- _What you are asked to do_
The lines you return must be all those in the data that hold the string "Returns".

- _Input_
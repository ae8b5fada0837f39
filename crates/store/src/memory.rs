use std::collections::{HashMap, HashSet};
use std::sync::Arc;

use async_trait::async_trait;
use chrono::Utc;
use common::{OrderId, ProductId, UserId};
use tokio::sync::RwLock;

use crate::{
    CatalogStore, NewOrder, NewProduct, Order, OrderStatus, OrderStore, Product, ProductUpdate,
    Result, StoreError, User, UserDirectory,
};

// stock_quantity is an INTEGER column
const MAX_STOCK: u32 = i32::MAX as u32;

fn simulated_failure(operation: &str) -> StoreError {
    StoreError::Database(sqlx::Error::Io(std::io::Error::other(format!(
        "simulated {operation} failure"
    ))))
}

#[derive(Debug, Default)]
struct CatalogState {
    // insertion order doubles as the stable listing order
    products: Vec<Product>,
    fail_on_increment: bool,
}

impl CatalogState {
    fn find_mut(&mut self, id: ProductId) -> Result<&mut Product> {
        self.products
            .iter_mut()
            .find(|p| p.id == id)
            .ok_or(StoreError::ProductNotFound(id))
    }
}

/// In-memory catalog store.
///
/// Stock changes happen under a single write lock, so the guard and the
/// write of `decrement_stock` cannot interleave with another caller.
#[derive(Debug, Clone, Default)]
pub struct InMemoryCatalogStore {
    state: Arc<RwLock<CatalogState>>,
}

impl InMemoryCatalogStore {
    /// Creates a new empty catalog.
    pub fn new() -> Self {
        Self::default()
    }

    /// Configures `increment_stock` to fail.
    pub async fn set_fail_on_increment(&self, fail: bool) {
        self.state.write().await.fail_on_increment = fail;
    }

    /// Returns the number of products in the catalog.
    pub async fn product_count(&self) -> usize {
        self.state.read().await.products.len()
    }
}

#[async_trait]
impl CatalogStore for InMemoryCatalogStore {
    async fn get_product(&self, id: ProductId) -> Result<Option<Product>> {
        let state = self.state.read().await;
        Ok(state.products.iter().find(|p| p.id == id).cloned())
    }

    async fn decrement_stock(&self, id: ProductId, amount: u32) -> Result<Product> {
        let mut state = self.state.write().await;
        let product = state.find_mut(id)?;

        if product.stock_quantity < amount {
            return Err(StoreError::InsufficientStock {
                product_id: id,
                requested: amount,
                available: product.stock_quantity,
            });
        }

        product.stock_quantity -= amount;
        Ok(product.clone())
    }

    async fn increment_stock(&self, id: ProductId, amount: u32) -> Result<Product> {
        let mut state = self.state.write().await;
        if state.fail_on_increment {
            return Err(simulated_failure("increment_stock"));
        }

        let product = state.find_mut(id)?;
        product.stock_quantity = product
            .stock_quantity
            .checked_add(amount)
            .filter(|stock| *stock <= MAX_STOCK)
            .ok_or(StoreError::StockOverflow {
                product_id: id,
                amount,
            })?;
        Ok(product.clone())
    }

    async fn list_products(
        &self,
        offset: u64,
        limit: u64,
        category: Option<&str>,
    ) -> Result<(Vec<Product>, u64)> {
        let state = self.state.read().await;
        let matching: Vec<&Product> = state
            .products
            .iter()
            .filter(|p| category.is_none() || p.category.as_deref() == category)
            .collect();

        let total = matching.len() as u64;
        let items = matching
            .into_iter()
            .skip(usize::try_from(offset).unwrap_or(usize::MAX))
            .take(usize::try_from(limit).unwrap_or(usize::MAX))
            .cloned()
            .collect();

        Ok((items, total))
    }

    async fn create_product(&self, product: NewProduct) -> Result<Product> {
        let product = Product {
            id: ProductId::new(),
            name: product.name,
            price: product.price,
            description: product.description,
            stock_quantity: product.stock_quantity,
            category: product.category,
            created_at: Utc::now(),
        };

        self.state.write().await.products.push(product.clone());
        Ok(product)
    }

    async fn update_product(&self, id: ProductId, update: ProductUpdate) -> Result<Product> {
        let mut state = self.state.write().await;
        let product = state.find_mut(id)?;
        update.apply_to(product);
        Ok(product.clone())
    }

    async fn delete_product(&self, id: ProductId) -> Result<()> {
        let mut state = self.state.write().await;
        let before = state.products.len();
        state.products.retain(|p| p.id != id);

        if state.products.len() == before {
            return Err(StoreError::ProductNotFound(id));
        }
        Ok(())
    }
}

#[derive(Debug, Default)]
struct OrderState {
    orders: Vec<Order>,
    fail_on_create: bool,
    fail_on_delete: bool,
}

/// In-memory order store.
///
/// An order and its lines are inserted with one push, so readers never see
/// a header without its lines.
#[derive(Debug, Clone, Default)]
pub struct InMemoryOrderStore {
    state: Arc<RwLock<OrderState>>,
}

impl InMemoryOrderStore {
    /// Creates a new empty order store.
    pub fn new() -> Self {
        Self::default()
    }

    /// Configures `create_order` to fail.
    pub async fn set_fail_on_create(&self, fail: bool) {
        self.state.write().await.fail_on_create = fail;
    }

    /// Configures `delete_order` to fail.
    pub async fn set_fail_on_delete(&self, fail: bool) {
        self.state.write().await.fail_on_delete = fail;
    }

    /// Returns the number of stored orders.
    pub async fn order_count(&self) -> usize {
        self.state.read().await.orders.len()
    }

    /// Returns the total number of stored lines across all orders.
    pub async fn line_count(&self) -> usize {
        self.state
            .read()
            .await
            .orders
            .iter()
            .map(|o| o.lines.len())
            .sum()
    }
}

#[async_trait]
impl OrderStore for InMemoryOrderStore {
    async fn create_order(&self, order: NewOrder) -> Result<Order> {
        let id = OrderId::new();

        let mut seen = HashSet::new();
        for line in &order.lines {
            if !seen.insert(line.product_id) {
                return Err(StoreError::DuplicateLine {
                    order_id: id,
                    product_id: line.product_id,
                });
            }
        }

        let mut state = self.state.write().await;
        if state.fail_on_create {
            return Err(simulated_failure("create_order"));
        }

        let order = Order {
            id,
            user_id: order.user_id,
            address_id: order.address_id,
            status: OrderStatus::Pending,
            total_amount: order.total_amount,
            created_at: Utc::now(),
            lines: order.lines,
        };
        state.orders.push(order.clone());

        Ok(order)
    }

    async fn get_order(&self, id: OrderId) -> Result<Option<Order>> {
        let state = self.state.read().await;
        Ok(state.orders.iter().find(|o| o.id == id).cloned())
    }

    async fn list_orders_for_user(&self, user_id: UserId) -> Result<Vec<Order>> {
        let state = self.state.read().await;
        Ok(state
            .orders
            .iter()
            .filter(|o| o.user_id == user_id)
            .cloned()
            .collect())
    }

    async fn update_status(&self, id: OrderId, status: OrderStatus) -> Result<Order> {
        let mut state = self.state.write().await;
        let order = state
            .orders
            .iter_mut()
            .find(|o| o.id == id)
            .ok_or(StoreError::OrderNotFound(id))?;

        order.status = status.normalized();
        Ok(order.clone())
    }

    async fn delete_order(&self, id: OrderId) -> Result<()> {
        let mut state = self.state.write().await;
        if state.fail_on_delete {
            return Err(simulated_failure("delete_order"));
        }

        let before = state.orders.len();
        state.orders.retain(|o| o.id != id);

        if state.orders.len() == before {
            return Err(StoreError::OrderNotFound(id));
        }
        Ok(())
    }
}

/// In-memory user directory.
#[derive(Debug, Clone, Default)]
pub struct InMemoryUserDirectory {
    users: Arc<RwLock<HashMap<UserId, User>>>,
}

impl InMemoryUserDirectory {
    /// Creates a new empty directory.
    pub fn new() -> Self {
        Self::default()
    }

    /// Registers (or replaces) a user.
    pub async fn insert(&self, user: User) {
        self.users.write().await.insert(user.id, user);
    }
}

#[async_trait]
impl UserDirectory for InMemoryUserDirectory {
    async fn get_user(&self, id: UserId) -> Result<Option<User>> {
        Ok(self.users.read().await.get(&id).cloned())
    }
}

- _Answer to this problem_
    /// Returns the number of products in the catalog.
    /// Returns the number of stored orders.
    /// Returns the total number of stored lines across all orders.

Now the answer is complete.